Lecturer Michael Hernandez, School of Music and Dance, soprano saxophonist and founder of the Mana Quartet, performed at Jamestown Community College’s Scharmann Theatre on April 12. The concert featured works by Quantz, Singelée, Brahms and Piazzolla. Hernandez, who as been featured on NPR’s “Performance Today,” is also a D’Addario Performing Artist.

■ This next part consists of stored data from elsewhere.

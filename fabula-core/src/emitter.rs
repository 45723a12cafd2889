//! Incremental step emission over a growing text buffer.
//!
//! The narrator streams tokens; after each chunk the accumulated buffer is
//! reclassified and any step not yet sent is emitted. The final step in the
//! list is withheld while the buffer does not end on a clean marker
//! boundary, because the next chunk could still extend it. A final pass at
//! stream end flushes whatever is pending.
//!
//! Emission guarantees: each step index is emitted at most once, in source
//! order. If classification fails (runaway marker), the emitter degrades to
//! raw-text-only for the rest of the turn instead of aborting the stream.

use crate::steps::{self, NarrativeStep};
use tracing::warn;

/// Tracks which classified steps have already been sent for one turn.
#[derive(Debug, Default)]
pub struct StepEmitter {
    sent: usize,
    degraded: bool,
}

impl StepEmitter {
    /// Create an emitter for a fresh turn.
    pub fn new() -> Self {
        Self::default()
    }

    /// Number of steps emitted so far.
    pub fn sent(&self) -> usize {
        self.sent
    }

    /// Whether structured emission has been abandoned for this turn.
    pub fn is_degraded(&self) -> bool {
        self.degraded
    }

    /// Reclassify the accumulated buffer after a chunk arrived and return
    /// the steps that are safe to emit now.
    pub fn on_chunk(&mut self, buffer: &str) -> Vec<NarrativeStep> {
        if self.degraded {
            return Vec::new();
        }

        let all = match steps::classify(buffer) {
            Ok(all) => all,
            Err(e) => {
                warn!(error = %e, "classification failed, degrading to raw text");
                self.degraded = true;
                return Vec::new();
            }
        };

        // The last step may still grow; hold it back unless the buffer
        // ends exactly on a marker boundary.
        let mut safe = all.len();
        if !steps::ends_on_boundary(buffer) && safe > self.sent {
            safe -= 1;
        }

        self.take_from(all, safe)
    }

    /// Final pass at stream end: emit everything still pending.
    pub fn finish(&mut self, buffer: &str) -> Vec<NarrativeStep> {
        if self.degraded {
            return Vec::new();
        }

        let all = match steps::classify(buffer) {
            Ok(all) => all,
            Err(e) => {
                warn!(error = %e, "classification failed on final pass");
                self.degraded = true;
                return Vec::new();
            }
        };

        let safe = all.len();
        self.take_from(all, safe)
    }

    fn take_from(&mut self, all: Vec<NarrativeStep>, safe: usize) -> Vec<NarrativeStep> {
        if safe <= self.sent {
            return Vec::new();
        }
        let emitted: Vec<NarrativeStep> = all.into_iter().take(safe).skip(self.sent).collect();
        self.sent = safe;
        emitted
    }
}
impl Session {
    /// Create a fresh session from a manifest. Initially unlocked scenes
    /// come from the world bundle.
    pub fn new(manifest: SessionManifest) -> Self {
        let mut player = PlayerState::new();
        for scene in manifest.world.initial_scenes() {
            player.unlocked_scenes.insert(scene.to_string());
        }
        Self {
            id: manifest.session_id.clone(),
            manifest,
            player,
            missions: MissionStore::new(),
            transcript: Vec::new(),
        }
    }

    /// Rebuild a session from recovered artifacts.
    pub fn from_parts(
        manifest: SessionManifest,
        player: PlayerState,
        missions: MissionStore,
        transcript: Vec<TranscriptEntry>,
    ) -> Self {
        Self {
            id: manifest.session_id.clone(),
            manifest,
            player,
            missions,
            transcript,
        }
    }

    /// The trailing conversation window fed back to the model, oldest
    /// first.
    pub fn conversation_window(&self) -> Vec<Message> {
        let start = self.transcript.len().saturating_sub(CONVERSATION_WINDOW);
        let mut messages = Vec::with_capacity((self.transcript.len() - start) * 2);
        for entry in &self.transcript[start..] {
            messages.push(Message::player(&entry.player));
            messages.push(Message::narrator(&entry.model));
        }
        messages
    }

    /// Advance the turn clock and apply the storyline gate.
    ///
    /// Returns the blocking mission when the main loop is refused; the
    /// model must not be contacted in that case.
    pub fn begin_turn(&mut self) -> Option<Mission> {
        self.missions.advance_turn();
        self.missions.blocking_mission().cloned()
    }

    /// Consume one turn's model stream: forward raw tokens, emit steps
    /// incrementally, apply state changes, append the transcript pair.
    ///
    /// Runs to completion even if the event sink's client is gone. An
    /// upstream failure ends consumption; the partial text is still
    /// recorded so the caller can persist it.
    pub async fn run_stream<S>(&mut self, input: &str, stream: S, sink: &EventSink) -> TurnOutcome
    where
        S: Stream<Item = Result<StreamEvent, fabula_model::Error>> + Unpin,
    {
        let mut stream = stream;
        let mut buffer = String::new();
        let mut emitter = StepEmitter::new();
        let mut upstream_error: Option<String> = None;

        while let Some(event) = stream.next().await {
            match event {
                Ok(StreamEvent::Delta { text }) => {
                    buffer.push_str(&text);
                    sink.push(TurnEvent::RawText { text });
                    for step in emitter.on_chunk(&buffer) {
                        sink.push(TurnEvent::Step {
                            step,
                            incremental: true,
                        });
                    }
                }
                Ok(StreamEvent::Done) => break,
                Ok(StreamEvent::Error { message }) => {
                    upstream_error = Some(message);
                    break;
                }
                Err(e) => {
                    upstream_error = Some(e.to_string());
                    break;
                }
            }
        }

        let turn = self.missions.turn_count;

        if let Some(message) = upstream_error {
            warn!(session_id = %self.id, error = %message, "model stream failed mid-turn");
            // Keep the partial text: the transcript must reflect what the
            // player saw, even for a failed turn. State deltas from a
            // truncated stream are not applied.
            self.transcript
                .push(TranscriptEntry::new(input, buffer.clone()));
            sink.push(TurnEvent::Error {
                message: message.clone(),
            });
            return TurnOutcome {
                turn,
                text: buffer,
                steps: Vec::new(),
                blocked: None,
                story_mission_requested: false,
                degraded: emitter.is_degraded(),
                upstream_error: Some(message),
            };
        }

        for step in emitter.finish(&buffer) {
            sink.push(TurnEvent::Step {
                step,
                incremental: false,
            });
        }

        // The complete array comes from one final classification so hints
        // carry every delta, including any attached after the hint itself
        // was emitted.
        let all = if emitter.is_degraded() {
            Vec::new()
        } else {
            steps::classify(&buffer).unwrap_or_default()
        };

        for step in &all {
            if let NarrativeStep::Hint { deltas, .. } = step {
                for delta in deltas {
                    self.player.apply_delta(delta);
                }
            }
        }

        let marker = steps::contains_mission_marker(&buffer);
        let story_mission_requested = self.missions.should_request_story_mission(marker);
        if story_mission_requested {
            debug!(session_id = %self.id, turn, marker, "story mission requested");
            sink.push(TurnEvent::StoryMissionRequested);
        }

        self.transcript
            .push(TranscriptEntry::new(input, buffer.clone()));

        sink.push(TurnEvent::Complete {
            count: all.len(),
            steps: all.clone(),
        });

        TurnOutcome {
            turn,
            text: buffer,
            steps: all,
            blocked: None,
            story_mission_requested,
            degraded: emitter.is_degraded(),
            upstream_error: None,
        }
    }
}

/// The fixed response returned while a story mission blocks the
/// storyline.
pub fn blocked_message(mission: &Mission) -> String {
    format!(
        "The story cannot move on yet: the mission \"{}\" must be completed or abandoned first.",
        mission.title
    )
}

/// Result of one player action.
#[derive(Debug, Clone)]
pub struct TurnOutcome {
    /// Turn number this action was processed on.
    pub turn: u64,

    /// Full narrator text (or the fixed blocked message).
    pub text: String,

    /// Final classified steps, in order. Empty when blocked or degraded.
    pub steps: Vec<NarrativeStep>,

    /// The mission that refused the action, if the storyline is gated.
    pub blocked: Option<Mission>,

    /// Whether the story-mission policy fired this turn.
    pub story_mission_requested: bool,

    /// Whether structured emission was abandoned for this turn.
    pub degraded: bool,

    /// Upstream failure message, if the stream broke mid-turn.
    pub upstream_error: Option<String>,
}

impl TurnOutcome {
    fn blocked(turn: u64, mission: Mission) -> Self {
        Self {
            turn,
            text: blocked_message(&mission),
            steps: Vec::new(),
            blocked: Some(mission),
            story_mission_requested: false,
            degraded: false,
            upstream_error: None,
        }
    }
}

/// The narrative-session runtime: model client + artifact store + session
/// cache.
pub struct NarrativeEngine {
    client: ModelClient,
    store: SessionStore,
    cache: SessionCache,
    config: EngineConfig,
}

impl NarrativeEngine {
    pub fn new(client: ModelClient, config: EngineConfig) -> Self {
        Self {
            client,
            store: SessionStore::new(&config.data_dir),
            cache: SessionCache::new(),
            config,
        }
    }

    pub fn store(&self) -> &SessionStore {
        &self.store
    }

    pub fn cache(&self) -> &SessionCache {
        &self.cache
    }

    /// Create a new session from collaborator-supplied world data, write
    /// its artifacts, and cache it.
    pub async fn create_session(
        &self,
        session_id: impl Into<String>,
        world: WorldBundle,
        style: StyleConfig,
        source_template: Option<String>,
    ) -> Result<(), EngineError> {
        let session_id = session_id.into();
        if self.store.exists(&session_id).await {
            return Err(EngineError::SessionExists(session_id));
        }

        let manifest = SessionManifest {
            session_id: session_id.clone(),
            created_at: Utc::now(),
            style,
            source_template,
            world,
        };
        let session = Session::new(manifest);

        self.store
            .create_session(&session.manifest, &session.player, &session.missions)
            .await?;
        info!(session_id = %session_id, "session created");
        self.cache.put(session).await;
        Ok(())
    }

    /// Fetch a session: cache hit, or recovery from disk artifacts.
    ///
    /// The cache entry is held across the miss, so concurrent callers for
    /// one id always share a single slot (single-writer discipline).
    pub async fn session(
        &self,
        session_id: &str,
    ) -> Result<std::sync::Arc<tokio::sync::Mutex<Session>>, EngineError> {
        self.cache
            .get_or_try_insert_with(session_id, || async {
                recovery::recover(&self.store, session_id)
                    .await
                    .map_err(|e| match e {
                        StoreError::NotFound { session_id, .. } => {
                            EngineError::SessionNotFound(session_id)
                        }
                        other => EngineError::Store(other),
                    })
            })
            .await
    }

    /// Process one player action: the main narrative loop.
    pub async fn player_action(
        &self,
        session_id: &str,
        input: &str,
        sink: &EventSink,
    ) -> Result<TurnOutcome, EngineError> {
        let slot = self.session(session_id).await?;
        let mut session = slot.lock().await;

        if let Some(mission) = session.begin_turn() {
            debug!(session_id, mission = %mission.title, "storyline blocked");
            sink.push(TurnEvent::Blocked {
                mission: mission.clone(),
            });
            // The turn clock moved; keep the record consistent on disk.
            self.store
                .save_missions(session_id, &session.missions)
                .await?;
            return Ok(TurnOutcome::blocked(session.missions.turn_count, mission));
        }

        let request = self.build_request(&session, input);
        let stream = match self.client.stream(request).await {
            Ok(stream) => stream,
            Err(e) => {
                sink.push(TurnEvent::Error {
                    message: e.to_string(),
                });
                return Err(EngineError::Model(e));
            }
        };

        let outcome = session.run_stream(input, stream, sink).await;
        self.persist_turn(&session).await?;

        if let Some(ref message) = outcome.upstream_error {
            return Err(EngineError::Upstream(message.clone()));
        }
        Ok(outcome)
    }

    /// Create a mission in a session (content authored by collaborators,
    /// typically after a `story_mission_requested` signal).
    pub async fn create_mission(
        &self,
        session_id: &str,
        def: MissionDef,
        sink: &EventSink,
    ) -> Result<Mission, EngineError> {
        let slot = self.session(session_id).await?;
        let mut session = slot.lock().await;

        let mission = session.missions.create(def)?.clone();
        self.store
            .save_missions(session_id, &session.missions)
            .await?;
        sink.push(TurnEvent::MissionCreated {
            mission: mission.clone(),
        });
        Ok(mission)
    }

    /// Submit a mission against the current player snapshot. On
    /// completion the reward is applied and state persisted.
    pub async fn submit_mission(
        &self,
        session_id: &str,
        mission_id: Uuid,
        sink: &EventSink,
    ) -> Result<SubmissionOutcome, EngineError> {
        let slot = self.session(session_id).await?;
        let mut session = slot.lock().await;

        let outcome = {
            // Split borrow: submit reads the player while mutating missions.
            let player = session.player.clone();
            session.missions.submit(mission_id, &player)?
        };

        if let SubmissionOutcome::Completed { ref reward, .. } = outcome {
            session.player.apply_reward(reward);
            if let Some(mission) = session.missions.get(mission_id) {
                sink.push(TurnEvent::MissionResolved {
                    mission: mission.clone(),
                });
            }
        }

        self.persist_turn(&session).await?;
        Ok(outcome)
    }

    /// Abandon a mission: terminal, clears the storyline block, grants
    /// nothing.
    pub async fn abandon_mission(
        &self,
        session_id: &str,
        mission_id: Uuid,
        sink: &EventSink,
    ) -> Result<(), EngineError> {
        let slot = self.session(session_id).await?;
        let mut session = slot.lock().await;

        session.missions.abandon(mission_id)?;
        if let Some(mission) = session.missions.get(mission_id) {
            sink.push(TurnEvent::MissionResolved {
                mission: mission.clone(),
            });
        }
        self.store
            .save_missions(session_id, &session.missions)
            .await?;
        Ok(())
    }

    /// Record that the player reached a location (collaborator-driven;
    /// the scene UI knows where the player went).
    pub async fn record_visit(
        &self,
        session_id: &str,
        location: &str,
    ) -> Result<(), EngineError> {
        let slot = self.session(session_id).await?;
        let mut session = slot.lock().await;
        session.player.visit(location);
        self.store.save_status(session_id, &session.player).await?;
        Ok(())
    }

    async fn persist_turn(&self, session: &Session) -> Result<(), EngineError> {
        self.store.save_status(&session.id, &session.player).await?;
        self.store
            .save_missions(&session.id, &session.missions)
            .await?;
        self.store
            .save_transcript(&session.id, &session.transcript)
            .await?;
        Ok(())
    }

    fn build_request(&self, session: &Session, input: &str) -> Request {
        let mut system = String::from(BASE_PROMPT);

        if let Some(ref custom) = session.manifest.style.custom_prompt {
            system.push_str("\n## Style\n");
            system.push_str(custom);
        } else if !session.manifest.style.style.is_empty() {
            system.push_str(&format!(
                "\n## Style\nNarrate in a {} register.\n",
                session.manifest.style.style
            ));
        }

        system.push_str("\n## World\n");
        system.push_str(&session.manifest.world.prompt_summary());

        let mut messages = session.conversation_window();
        messages.push(Message::player(input));

        let mut request = Request::new(messages)
            .with_system(system)
            .with_max_tokens(self.config.max_tokens);
        if let Some(temperature) = self.config.temperature {
            request = request.with_temperature(temperature);
        }
        if let Some(ref model) = session.manifest.style.model {
            request = request.with_model(model);
        }
        request
    }
}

Released this month: “Chapter Five” (OA2 Records) by the Bicoastal Collective, one half of which is School of Music and Dance Professor Aaron Lington, a baritone saxophonist. Lington shares writing and arranging credits with trumpeter and long-time collaborator Paul Tynan, who is based in Nova Scotia, hence the name of their duo. The two met in the master’s program at the University of North Texas. This, their fifth album together, was recorded with an 18-piece big band. “It’s always been our dream to do a big-band record, and we were finally able to make this happen,” Lington said. Read more online.

Center for Literary Arts Director and Department of English Associate Professor Cathleen Miller received a 2017 Silicon Valley Artist Laureate award in recognition of her creative accomplishments and community arts involvement. She is the author of The Birdhouse Chronicles: Survivng the Joys of Country Life and Champion of Choice, a biography of UN leader Nafis Sadik, named by Booklist as one of the top ten biographies of 2013. Miller also serves as editor-in-chief of SJSU’s Reed Magazine. Read more online.

“A landmark day for San Jose State University and Armenian people,” reported The Armenian Mirror-Spectator on the occasion of President Mary Papazian’s inauguration this month as the university’s 30th president. Papazian is the first Armenian woman president of a California State University campus and only the third woman president of SJSU. Read more online.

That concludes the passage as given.